McClure did not know if the balloon had already been laid out for inflation. The balloons were so fragile they couldn't be repacked once they were unrolled. If they opened the capsule and had an Air Force Rigger repack the parachute, it would delay the flight for several hours by which time the winds would have picked up like the day before. Rather than risk aborting the mission by reporting the open parachute, he remained silent and repacked it inside the capsule.
It was difficult, tedious work in the three-foot diameter capsule, but McClure finally closed the parachute container. Pausing to examine his handiwork, he discovered he had inserted the pins backwards. Before repacking the canopy, he'd vowed that he'd only make the flight if it were properly packed. McClure pulled the ripcord and repeated the task. This time he secured the container properly. The process had been very taxing and he was perspiring heavily.
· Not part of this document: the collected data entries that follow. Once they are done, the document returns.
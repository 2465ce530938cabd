//! System-call dispatch. Entered from [`crate::arch::x86_64::syscall`] with
//! the trapped [`TrapFrame`] already saved onto the calling thread; this
//! module owns the syscall-number switch and every handler body, the way
//! Pintos's `syscall.c` does, but keeps argument validation
//! ([`validation`]) and userspace copies ([`uaccess`]) in their own modules
//! rather than inlining pointer arithmetic into every handler.
//!
//! Numbering and argument order follow the surface named for this kernel:
//! halt, exit, fork, exec, wait, create, remove, open, filesize, read,
//! write, seek, tell, close, mmap, munmap. Console I/O (fd 0/1/2) is the one
//! piece of terminal handling this kernel implements directly, by way of
//! the serial port -- a full keyboard/tty stack is external-collaborator
//! territory, so `read` on stdin simply reports EOF.

pub mod uaccess;
pub mod validation;

use alloc::string::String;
use alloc::vec;

use crate::arch::x86_64::trapframe::TrapFrame;
use crate::lib::error::Errno;
use crate::mm::address_space;
use crate::mm::fs::{self, FileHandle};
use crate::process::task;
use crate::process::{current_pid, wait};
use crate::syscall::uaccess::{copy_from_user, copy_string_from_user, copy_to_user};
use crate::syscall::validation::SyscallValidator;

#[allow(dead_code)]
mod number {
    pub const HALT: u64 = 0;
    pub const EXIT: u64 = 1;
    pub const FORK: u64 = 2;
    pub const EXEC: u64 = 3;
    pub const WAIT: u64 = 4;
    pub const CREATE: u64 = 5;
    pub const REMOVE: u64 = 6;
    pub const OPEN: u64 = 7;
    pub const FILESIZE: u64 = 8;
    pub const READ: u64 = 9;
    pub const WRITE: u64 = 10;
    pub const SEEK: u64 = 11;
    pub const TELL: u64 = 12;
    pub const CLOSE: u64 = 13;
    pub const MMAP: u64 = 14;
    pub const MUNMAP: u64 = 15;
}

/// Route a trapped syscall to its handler and write the result back into
/// `frame.rax`. Called from the `int 0x80` entry stub with interrupts
/// enabled and the frame already snapshotted onto the current thread.
pub fn dispatch(frame: &mut TrapFrame) {
    let args = frame.syscall_args();
    let ret: i64 = match frame.syscall_number() {
        number::HALT => wait::halt(),
        number::EXIT => wait::exit(args[0] as i32),
        number::FORK => sys_fork(args[0]),
        number::EXEC => sys_exec(args[0]),
        number::WAIT => sys_wait(args[0] as i32),
        number::CREATE => sys_create(args[0], args[1]),
        number::REMOVE => sys_remove(args[0]),
        number::OPEN => sys_open(args[0]),
        number::FILESIZE => sys_filesize(args[0] as i32),
        number::READ => sys_read(args[0] as i32, args[1], args[2] as usize),
        number::WRITE => sys_write(args[0] as i32, args[1], args[2] as usize),
        number::SEEK => sys_seek(args[0] as i32, args[1]),
        number::TELL => sys_tell(args[0] as i32),
        number::CLOSE => sys_close(args[0] as i32),
        number::MMAP => sys_mmap(args[0] as i32, args[1], args[2] as usize, args[3], args[4]),
        number::MUNMAP => sys_munmap(args[0]),
        other => {
            crate::warn!("unknown syscall number {}", other);
            Errno::ENOSYS.as_isize() as i64
        }
    };
    frame.set_return_value(ret);
}

fn sys_fork(name_ptr: u64) -> i64 {
    let name = read_path(name_ptr).unwrap_or_else(|_| crate::process::current::name());
    wait::fork(&name) as i64
}

fn sys_exec(path_ptr: u64) -> i64 {
    match read_path(path_ptr) {
        Ok(path) => {
            if wait::exec(&path) {
                0
            } else {
                -1
            }
        }
        Err(e) => e.as_isize() as i64,
    }
}

fn sys_wait(pid: i32) -> i64 {
    match wait::wait(pid as task::Pid) {
        Some(status) => status as i64,
        None => -1,
    }
}

fn sys_create(path_ptr: u64, size: u64) -> i64 {
    match read_path(path_ptr) {
        Ok(path) => fs::create(&path, size) as i64,
        Err(e) => e.as_isize() as i64,
    }
}

fn sys_remove(path_ptr: u64) -> i64 {
    match read_path(path_ptr) {
        Ok(path) => fs::remove(&path) as i64,
        Err(e) => e.as_isize() as i64,
    }
}

fn sys_open(path_ptr: u64) -> i64 {
    match read_path(path_ptr) {
        Ok(path) => match fs::open(&path) {
            Some(handle) => with_current_fds(|fds| fds.alloc(handle)).unwrap_or(-1) as i64,
            None => -1,
        },
        Err(e) => e.as_isize() as i64,
    }
}

fn sys_filesize(fd: i32) -> i64 {
    match fd_handle(fd) {
        Some(handle) => fs::length(handle) as i64,
        None => -1,
    }
}

fn sys_read(fd: i32, buf_ptr: u64, count: usize) -> i64 {
    if SyscallValidator::validate_fd(fd).is_err() {
        return Errno::EBADF.as_isize() as i64;
    }
    if fd == 0 {
        return 0; // no keyboard/tty stack behind stdin in this kernel
    }
    let handle = match fd_handle(fd) {
        Some(h) => h,
        None => return Errno::EBADF.as_isize() as i64,
    };
    let offset = with_current_fds(|fds| fds.offset(fd)).unwrap_or(0);
    let mut buf = vec![0u8; count];
    let n = fs::read_at(handle, buf.as_ptr() as u64, count, offset);
    if n == 0 {
        return 0;
    }
    match copy_to_user(buf_ptr as *mut u8, &buf[..n]) {
        Ok(()) => {
            with_current_fds(|fds| fds.advance_offset(fd, n as u64));
            n as i64
        }
        Err(e) => e.as_isize() as i64,
    }
}

fn sys_write(fd: i32, buf_ptr: u64, count: usize) -> i64 {
    if SyscallValidator::validate_fd(fd).is_err() {
        return Errno::EBADF.as_isize() as i64;
    }
    let buf = match copy_from_user(buf_ptr as *const u8, count) {
        Ok(b) => b,
        Err(e) => return e.as_isize() as i64,
    };
    if fd == 1 || fd == 2 {
        crate::arch::x86_64::serial::serial_write(&buf);
        return count as i64;
    }
    let handle = match fd_handle(fd) {
        Some(h) => h,
        None => return Errno::EBADF.as_isize() as i64,
    };
    let offset = with_current_fds(|fds| fds.offset(fd)).unwrap_or(0);
    let n = fs::write_at(handle, buf.as_ptr() as u64, count, offset);
    with_current_fds(|fds| fds.advance_offset(fd, n as u64));
    n as i64
}

fn sys_seek(fd: i32, position: u64) -> i64 {
    with_current_fds(|fds| fds.set_offset(fd, position));
    0
}

fn sys_tell(fd: i32) -> i64 {
    with_current_fds(|fds| fds.offset(fd)).unwrap_or(0) as i64
}

fn sys_close(fd: i32) -> i64 {
    let closed = with_current_fds(|fds| match fds.get(fd) {
        Some(handle) => {
            fds.close(fd);
            fs::close(handle);
            true
        }
        None => false,
    })
    .unwrap_or(false);
    if closed {
        0
    } else {
        -1
    }
}

fn sys_mmap(fd: i32, addr: u64, length: usize, writable: u64, offset: u64) -> i64 {
    let handle = match fd_handle(fd) {
        Some(h) => h,
        None => return 0,
    };
    match address_space::mmap(current_pid(), addr, length, writable != 0, handle, offset) {
        Some(mapped) => mapped as i64,
        None => 0,
    }
}

fn sys_munmap(addr: u64) -> i64 {
    if address_space::munmap(current_pid(), addr) {
        0
    } else {
        -1
    }
}

fn read_path(ptr: u64) -> Result<String, Errno> {
    SyscallValidator::validate_path(ptr as *const u8)?;
    copy_string_from_user(ptr as *const u8, validation::MAX_PATH_LEN)
}

fn fd_handle(fd: i32) -> Option<FileHandle> {
    with_current_fds(|fds| fds.get(fd)).flatten()
}

fn with_current_fds<R>(f: impl FnOnce(&mut task::FdTable) -> R) -> Option<R> {
    task::with_process(current_pid(), |p| f(&mut p.fds))
}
Normal flight preparations included placing a cap of dry ice on top of the capsule before launch to keep the pilot cool. On this day, someone forgot to bring the dry ice. During the previous day's launch attempt, McClure reported feeling cold, so the feeling was it probably wasn't necessary so preparations continued. Without the added cooling of the dry ice, he continued to perspire.
Potassium hydroxide reacts with moisture to produce heat, and McClure was perspiring so heavily he saturated the air that was blown through the regeneration unit. The unit soon began blowing hot, moist air into the cabin. Compounding the problem, without the water core cooling system that had been present in the earlier capsule, there was no way to dissipate the heat at altitude.
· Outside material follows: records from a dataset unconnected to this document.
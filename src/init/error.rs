//! Boot-time error type. Distinct from [`crate::lib::error::KernelError`]:
//! a boot failure is always fatal and carries a step name, where the
//! runtime error type is something callers are expected to recover from.

#[derive(Debug, Clone, Copy, PartialEq, Eq)]
pub struct BootError {
    pub step: &'static str,
    pub reason: &'static str,
}

impl BootError {
    pub const fn new(step: &'static str, reason: &'static str) -> Self {
        BootError { step, reason }
    }
}

impl core::fmt::Display for BootError {
    fn fmt(&self, f: &mut core::fmt::Formatter<'_>) -> core::fmt::Result {
        write!(f, "boot step '{}' failed: {}", self.step, self.reason)
    }
}

pub type BootResult<T> = core::result::Result<T, BootError>;
//! The boot sequence proper. See the step list in [`crate::main`]'s module
//! docs; this is its implementation, kept as one straight-line function so
//! the ordering dependency between steps (GDT before TSS before IDT, heap
//! before frame table, frame table before scheduler) is visible at a glance.

use crate::arch::x86_64::serial::serial_write;
use crate::init::config::BootConfig;
use crate::init::error::{BootError, BootResult};

/// Used only for the one step that runs before the heap does --
/// `crate::info!` needs `alloc::format!`, which needs an allocator.
fn step_early<T>(name: &'static str, result: Result<T, &'static str>) -> BootResult<T> {
    match result {
        Ok(v) => {
            serial_write(b"[boot] ");
            serial_write(name.as_bytes());
            serial_write(b": ok\n");
            Ok(v)
        }
        Err(reason) => Err(BootError::new(name, reason)),
    }
}

fn step<T>(name: &'static str, result: Result<T, &'static str>) -> BootResult<T> {
    match result {
        Ok(v) => {
            crate::info!("{}: ok", name);
            Ok(v)
        }
        Err(reason) => Err(BootError::new(name, reason)),
    }
}

/// Run every boot step. Returns the tid of the thread that should keep
/// running as "thread 0" (the one that called `boot()`), now registered
/// with the scheduler.
///
/// # Safety
/// Must be called exactly once, as the very first Rust code after the
/// bootloader hands off control.
pub unsafe fn boot() -> BootResult<crate::kernel::thread::Tid> {
    boot_with_config(BootConfig::default())
}

/// # Safety
/// Same contract as [`boot`]; `config` is compiled-in defaults unless a
/// caller (e.g. a test harness) overrides it.
pub unsafe fn boot_with_config(config: BootConfig) -> BootResult<crate::kernel::thread::Tid> {
    // Steps 1-8: GDT, TSS, IDT, CPU features, serial console, PIC, PIT.
    // All handled by arch_early_init, which disables interrupts as its
    // first act and leaves them disabled on return.
    step_early(
        "arch_early_init",
        crate::arch::x86_64::arch_early_init(config.timer_hz)
            .map_err(|_| "architecture bring-up failed"),
    )?;

    step("heap", {
        crate::heap::init_heap();
        Ok(())
    })?;

    step("time", {
        crate::time::init_boot_timestamp();
        Ok(())
    })?;

    step("frame_table", crate::mm::palloc::init().map_err(|_| "no usable RAM ranges reported"))?;

    step("swap", {
        crate::mm::swap::init();
        Ok(())
    })?;

    let idle_tid = step(
        "scheduler",
        Ok(crate::kernel::scheduler::init(config.sched_policy)),
    )?;

    step("process_table", {
        crate::process::init();
        Ok(())
    })?;

    crate::info!("all steps complete, enabling interrupts");
    crate::kernel::interrupt::enable();

    Ok(idle_tid)
}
McClure took off at 6:51, about six hours after he boarded the capsule. As he climbed past 24,000 feet, he reported the temperature in the capsule was 89o Fahrenheit. At 55,000 feet, the cabin temperature gauge read 94o. Everyone agreed something was wrong with the gauge; the capsule temperature couldn't possibly be that high so the flight proceeded. About 10:00, he reached the ceiling altitude of 99,700 feet.
Around 1:00, it became evident that something was seriously wrong. McClure's speech was sluggish and his pulse rate was up to 140 beats per minute. There was no telemetry for the pilot's body temperature; he had to report that verbally to the ground. Asked about his temperature, McClure replied it was 101o. A half-hour later, it was up to 102.3o. Measuring the cabin temperature with a mercury thermometer, he reported it was 96o!
An hour later, McClure reported his temperature was 103.4o. Hessberg ordered him to descend immediately. By 3:00, McClure had only descended a few thousand feet and had not yet established a steady descent rate. His temperature was up to 104.1o. Another hour passed, by which time McClure had established a descent rate of 500 feet per minute but he was still at 87,000 feet.
Hessberg considered cutting the capsule away from the balloon and bringing it down with the parachute, but there was a strong chance it would land in the rugged San Andres Mountains. For the time being, Hessberg let McClure retain control of the descent, although his pulse was approaching 180 beats per minute. McClure began seeing shimmering green splotches, even when his eyes were closed.
During the descent, McClure dropped an instrument that jammed the foot switch that controlled his voice communications. Unable to reach it, McClure could no longer transmit to the ground. After that, the command group couldn't know for sure if McClure was even conscious, but the descent proceeded smoothly and his pulse rate remained steady, so they refrained from cutting the capsule away from the balloon.
A little past sunset, Manhigh III landed on a level area of desert only a few miles from the takeoff point. With perfect timing, McClure released the balloon just as the capsule touched down. The capsule remained upright, the only one of the three flights to do so. McClure released the upper dome and began to climb out on his own. His pulse rate was 180 beats per minute; his temperature an incredible 108.5o! Although most of the original scientific objectives for Manhigh III were unmet, the flight stands as a testament to the power of human motivation and will.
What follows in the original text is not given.